Agent Memory: Episodic Memory and Why Agents Need to Remember What Happened
The agent memory conversation has a blind spot. When people talk about giving agents memory, they almost always mean semantic memory: structured facts, user preferences, project context, distilled knowledge. Store what you know in a database, retrieve it with a vector search, inject it at session start. Clean, mechanical, solvable with off-the-shelf tooling.
This works well for facts. It fails for something equally important: remembering what actually happened.
I realized this gap acutely when building and running NanoClaw, the agent system I operate daily. The structured memory files work great for knowing that a user prefers dark mode, or that a project uses pnpm, or that the deployment target is Vercel. But when a user says “last time we talked about the billing integration, you suggested a different approach, what was that?”, semantic memory has nothing to offer. The fact got extracted and stored, maybe. But the context around it, the conversation that led to it, the alternatives that were considered and discarded, the reason for the decision, all of that is gone.
That is episodic memory. And it is the part of the memory stack that agent systems are worst at.
What episodic memory actually means
In cognitive science, Endel Tulving drew a distinction in 1972 between two types of long-term memory. Semantic memory is your store of general knowledge: the capital of France is Paris, water boils at 100 degrees Celsius, the user’s deployment pipeline uses GitHub Actions. It is context-independent. The fact stands on its own.
Episodic memory is different. It is your ability to recall specific events from your past: what happened, when it happened, in what order, and what you were thinking at the time. It is autobiographical. The knowledge is tied to a specific episode, a particular moment in your experience, and it carries the context of that moment with it.
The distinction matters because these two types of memory serve different functions. Semantic memory lets you answer “what do I know?” Episodic memory lets you answer “what happened?” and, critically, “why did we do it that way?” The second question is where most of the real value lives for agents that operate over time.
When a user comes back to a project after two weeks and asks “why is the auth middleware structured this way?”, they are not asking for a fact. They can read the code. They are asking for the episode: the conversation where the tradeoffs were discussed, the alternative that was tried and failed, the constraint that drove the decision. That context is what makes the knowledge actionable.
How agent systems handle memory today
Look at how most agent memory systems are built and you see a strong semantic bias. CLAUDE.md files, which Claude Code and many other agents use, are pure semantic memory. Structured facts, project instructions, coding conventions. They are excellent for what they do, but they cannot capture “what happened.”
Vector stores and knowledge graphs lean the same way. When an agent extracts a memory from a conversation, the extraction pipeline typically strips away the conversational context and stores a distilled fact. The user prefers JSON over YAML. The project uses TypeScript strict mode. The database is PostgreSQL. These are useful facts, but they have been removed from the episode that produced them.
Even systems designed to capture session history, like claude-mem which we covered in this series, tend to compress tool calls into structured observations. A session summary might note that jose was chosen over jsonwebtoken for Edge compatibility. That is a fact. The back-and-forth that led to that choice, the specific error messages that prompted the investigation, the moment when someone said “wait, what about V8 isolates?”, that is an episode, and it gets compressed away.

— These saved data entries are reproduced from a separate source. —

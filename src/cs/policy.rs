use std::collections::VecDeque;

use crate::name::Name;

/// Eviction policy contract.
///
/// The policy decides which entries to keep under its capacity limit but
/// never touches the index itself: whenever a decision point returns victim
/// names, the content store performs the removal. This keeps the index under
/// single ownership.
pub trait Policy {
    /// Updates the capacity limit, returning the names to evict to get back
    /// under it.
    fn set_limit(&mut self, limit: usize) -> Vec<Name>;

    fn get_limit(&self) -> usize;

    /// Called after a new entry is admitted; returns the names to evict.
    fn after_insert(&mut self, name: &Name) -> Vec<Name>;

    /// Called when an existing entry is refreshed in place.
    fn after_refresh(&mut self, name: &Name);

    /// Called when a lookup is about to be answered from this entry, letting
    /// recency-based policies observe access order.
    fn before_use(&mut self, name: &Name);
}

/// Plain insertion-order FIFO eviction, the default policy.
pub struct FifoPolicy {
    queue: VecDeque<Name>,
    limit: usize,
}

impl FifoPolicy {
    pub fn new(limit: usize) -> Self {
        Self {
            queue: VecDeque::new(),
            limit,
        }
    }

    fn evict_over_limit(&mut self) -> Vec<Name> {
        let mut victims = Vec::new();
        while self.queue.len() > self.limit {
            match self.queue.pop_front() {
                Some(name) => victims.push(name),
                None => break,
            }
        }
        victims
    }
}

impl Policy for FifoPolicy {
    fn set_limit(&mut self, limit: usize) -> Vec<Name> {
        self.limit = limit;
        self.evict_over_limit()
    }

    fn get_limit(&self) -> usize {
        self.limit
    }

    fn after_insert(&mut self, name: &Name) -> Vec<Name> {
        self.queue.push_back(name.clone());
        self.evict_over_limit()
    }

    fn after_refresh(&mut self, _name: &Name) {}

    fn before_use(&mut self, _name: &Name) {}
}

#[cfg(test)]
mod tests {
    use super::*;

    fn name(uri: &str) -> Name {
        Name::from_uri(uri).unwrap()
    }

    #[test]
    fn test_fifo_evicts_oldest_first() {
        let mut policy = FifoPolicy::new(2);
        assert!(policy.after_insert(&name("/1")).is_empty());
        assert!(policy.after_insert(&name("/2")).is_empty());
        assert_eq!(policy.after_insert(&name("/3")), vec![name("/1")]);
        assert_eq!(policy.after_insert(&name("/4")), vec![name("/2")]);
    }

    #[test]
    fn test_shrinking_limit_returns_victims() {
        let mut policy = FifoPolicy::new(3);
        policy.after_insert(&name("/1"));
        policy.after_insert(&name("/2"));
        policy.after_insert(&name("/3"));
        assert_eq!(policy.set_limit(1), vec![name("/1"), name("/2")]);
        assert_eq!(policy.get_limit(), 1);
    }
}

This is not a criticism of these systems. Semantic memory is the right tool for many jobs. The problem is that it is treated as the only tool, and episodic memory is left as an afterthought or ignored entirely.

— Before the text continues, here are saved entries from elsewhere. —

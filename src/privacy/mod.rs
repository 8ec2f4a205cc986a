//! Timing side-channel countermeasure for the content store.
//!
//! A naive cache leaks information: whether a lookup hits depends on what
//! other parties have requested before, so an observer timing its own
//! requests can infer a peer's interest in a name. The privacy layer tracks
//! in-flight private requests in a small bounded table and forces the first
//! contended private lookup per (name, nonce) pair to report a miss exactly
//! once, making it indistinguishable from a genuine cache miss.

mod entry;
mod manager;
mod table;

pub use entry::{PrivacyEntry, DEFAULT_PRIVACY_COUNT};
pub use manager::PrivacyManager;
pub use table::{PrivacyTable, DEFAULT_TABLE_CAPACITY};

use core::fmt;

/// Opaque per-request identifier distinguishing otherwise-identical requests
/// from different requesters.
#[derive(Copy, Clone, PartialEq, Eq, PartialOrd, Ord, Hash, Debug)]
pub struct Nonce(pub [u8; 4]);

impl fmt::Display for Nonce {
    fn fmt(&self, f: &mut fmt::Formatter<'_>) -> fmt::Result {
        for b in self.0 {
            write!(f, "{:02x}", b)?;
        }
        Ok(())
    }
}

/// Describes the lookup currently in flight. Produced by the caller's
/// pending-interest handling and consumed exactly once per lookup by the
/// privacy gate.
#[derive(Copy, Clone, Debug)]
pub struct RequestContext {
    pub is_private: bool,
    pub nonce: Nonce,
}

impl RequestContext {
    pub fn private(nonce: Nonce) -> Self {
        Self {
            is_private: true,
            nonce,
        }
    }

    pub fn public(nonce: Nonce) -> Self {
        Self {
            is_private: false,
            nonce,
        }
    }
}
//#![warn(missing_docs)]

pub mod clock;

pub mod error;

pub mod hash;

pub mod name;

pub mod packet;

pub mod privacy;

pub mod cs;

What episodic memory gives you that semantic memory cannot
There are several capabilities that only episodic memory provides.
Sequence. Semantic memory is unordered. You know that A and B are both true, but not whether A happened before B. Episodic memory preserves the ordering of events, which is essential for understanding causality. “We tried the Redis-backed rate limiter first, then switched to in-memory after the Redis deployment failed” is a very different memory from “we use an in-memory rate limiter.” The first one explains why. The second one just states what.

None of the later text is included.